Choosing the right breed for your family
Updated: Apr 24
Let’s talk about breed selection, but before we begin, a friendly reminder about the goals and objectives of the advice that follows.
My mission here (and everywhere) is to teach you how to make owning a dog as simple and seamless as possible. That may mean I say some things you don’t like or disagree with. Don’t take it personally, please.
OK, with that out of the way, on to the topic at hand. You’ve decided to add a dog to your family. Congratulations! Now, what kind of dog would fit best? Note - I said fit best, not “what kind of dog you want”. There are a few breeds I’d love to own that wouldn’t fit well in my lifestyle.
I’d love to own a Belgian Malinois, but it wouldn’t be a good fit, so I don’t own one.
Here’s a process you’ll find helpful.
Step 1 - Clear your mind of all your impractical notions. Having a particular breed as a kid isn’t a good reason to blindly select that same breed now. Your situation is probably different than it was then. Getting the latest and greatest movie dog - probably a mistake. Getting a dog to protect your family - unless you’re up for spending $50,000 is probably a mistake. The list goes on. Don’t make a quick decision.
You need to make an honest assessment of your lifestyle and how a given breed will fit, or not fit, as the case may be. If you want to keep things simple, the breed/dog has to fit you, not the other way around.
Step 2 - HONESTLY evaluate yourself and your family. A dog won’t cause you to take up running if you don’t already run, so don’t get a breed that doesn’t fit your current state of being. Important considerations are:
Are you active or sedentary?
Do you enjoy outdoor activities year ‘round?
Do you have kids? If so, what age and how well do they (be honest) listen?
Are you at an age where you’re going to be able to walk a dog daily for the next 10-12 years?
Those questions can be answered any number of ways as long as you're honest, and you can still have a dog. Remember, we’re talking breed and emphasizing simplicity here.
Step 3 - Think about your goals for the dog.
Goals that work for most people:
Goals that fail more times than not:
Home/family protection (without serious training)
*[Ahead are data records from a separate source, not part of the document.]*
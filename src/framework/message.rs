//! # Loop Messages
//!
//! The requests a [`SessionClient`](crate::framework::SessionClient) sends into a
//! [`SessionActor`](crate::framework::SessionActor), each carrying its own reply channel.

use crate::framework::entity::SessionEntity;
use crate::framework::error::FrameworkError;
use tokio::sync::oneshot;

/// One-shot reply channel used by the loop.
pub type Reply<T> = oneshot::Sender<Result<T, FrameworkError>>;

/// Internal message type sent to the loop.
///
/// The variants follow a session's life: `Open` starts it, `Event` drives it,
/// `Snapshot` reads it without side effects and `Close` ends it. Every payload is
/// typed by the entity's associated types, so a page event can never reach a
/// session of another kind.
#[derive(Debug)]
pub enum SessionRequest<T: SessionEntity> {
    Open {
        params: T::Open,
        reply_to: Reply<T::Id>,
    },
    Snapshot {
        id: T::Id,
        reply_to: Reply<Option<T>>,
    },
    Event {
        id: T::Id,
        event: T::Event,
        reply_to: Reply<T::Outcome>,
    },
    Close {
        id: T::Id,
        reply_to: Reply<()>,
    },
}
Playmate for the kids, and or teaching kids responsibility
Most people reading this should be looking for a simple companion dog, who’s happy tail and slobbery kisses bring them joy. If you’re trying to fill a hole in your life or heart - get counseling, not a dog. If you just love having a dog around - great!
Hunting dogs and service dogs obviously require extensive, specialized training. I put this in the “work” list because most people with those goals have an idea what’s required before they begin. Some don’t, and they fail, but most seem to understand the commitment. If you’re not sure what it will take, contact a trainer who’s put many of those dogs into service and ask them.
Getting a dog for family/home protection, unless you’re going to buy a fully trained protection dog, usually leads to a bad breed choice. Many, many people get away with this one, thinking the German shepherd they bought would bite someone, when there’s literally no way it would, except possibly out of fear. Meanwhile, they have to deal with all the complications that come with owning what I call an “advanced” breed. Meaning, one that you need some serious specialized knowledge and experience to own successfully.
Dogs “for the kids” are usually a bad idea, but there is a caveat. You can get a dog for the kids as long as you realize it will still be your responsibility to train, care for and manage the animal. You should also be ready and willing to teach your kids how to interact properly and safely with the dog. If you have little ones, or impulse control challenges, then a dog may not be for you, regardless of breed. I guess the bottom line is - don’t get a dog for the kids if you don’t want one yourself.
Step 4 - research the historical usage and temperament traits of various breeds
Historical usage is extremely important. All dog breeds were created with a purpose. That means, for decades, if not centuries, they have been selectively bred to do a job. You’re probably not getting a dog with that job in mind, but it’s likely that barring an extremely lazy example, you’re going to get a dog that wants to do the job they were originally bred to do.
Jack Russell terriers were bred to hunt vermin in holes. Don’t be surprised if your dog digs in the yard chasing moles or other underground critters.
Pitbull terriers were bred to fight other dogs (not protect people).
Bulldogs were meant to bring down a bull.
Hounds were bred to be, well, hounds. They don’t require a lot of brains, just a great nose and a lot of running stamina.
German Shepherds are herding dogs, as the name suggests. Don’t be surprised to see yours chasing small children nipping at their heels to direct them.
Labrador retrievers were bred to retrieve, but more importantly - to be cooperative with humans. That’s why they are #1 on the AKC breed list and #2,790 on my training list. They’re generally easy for people to live with.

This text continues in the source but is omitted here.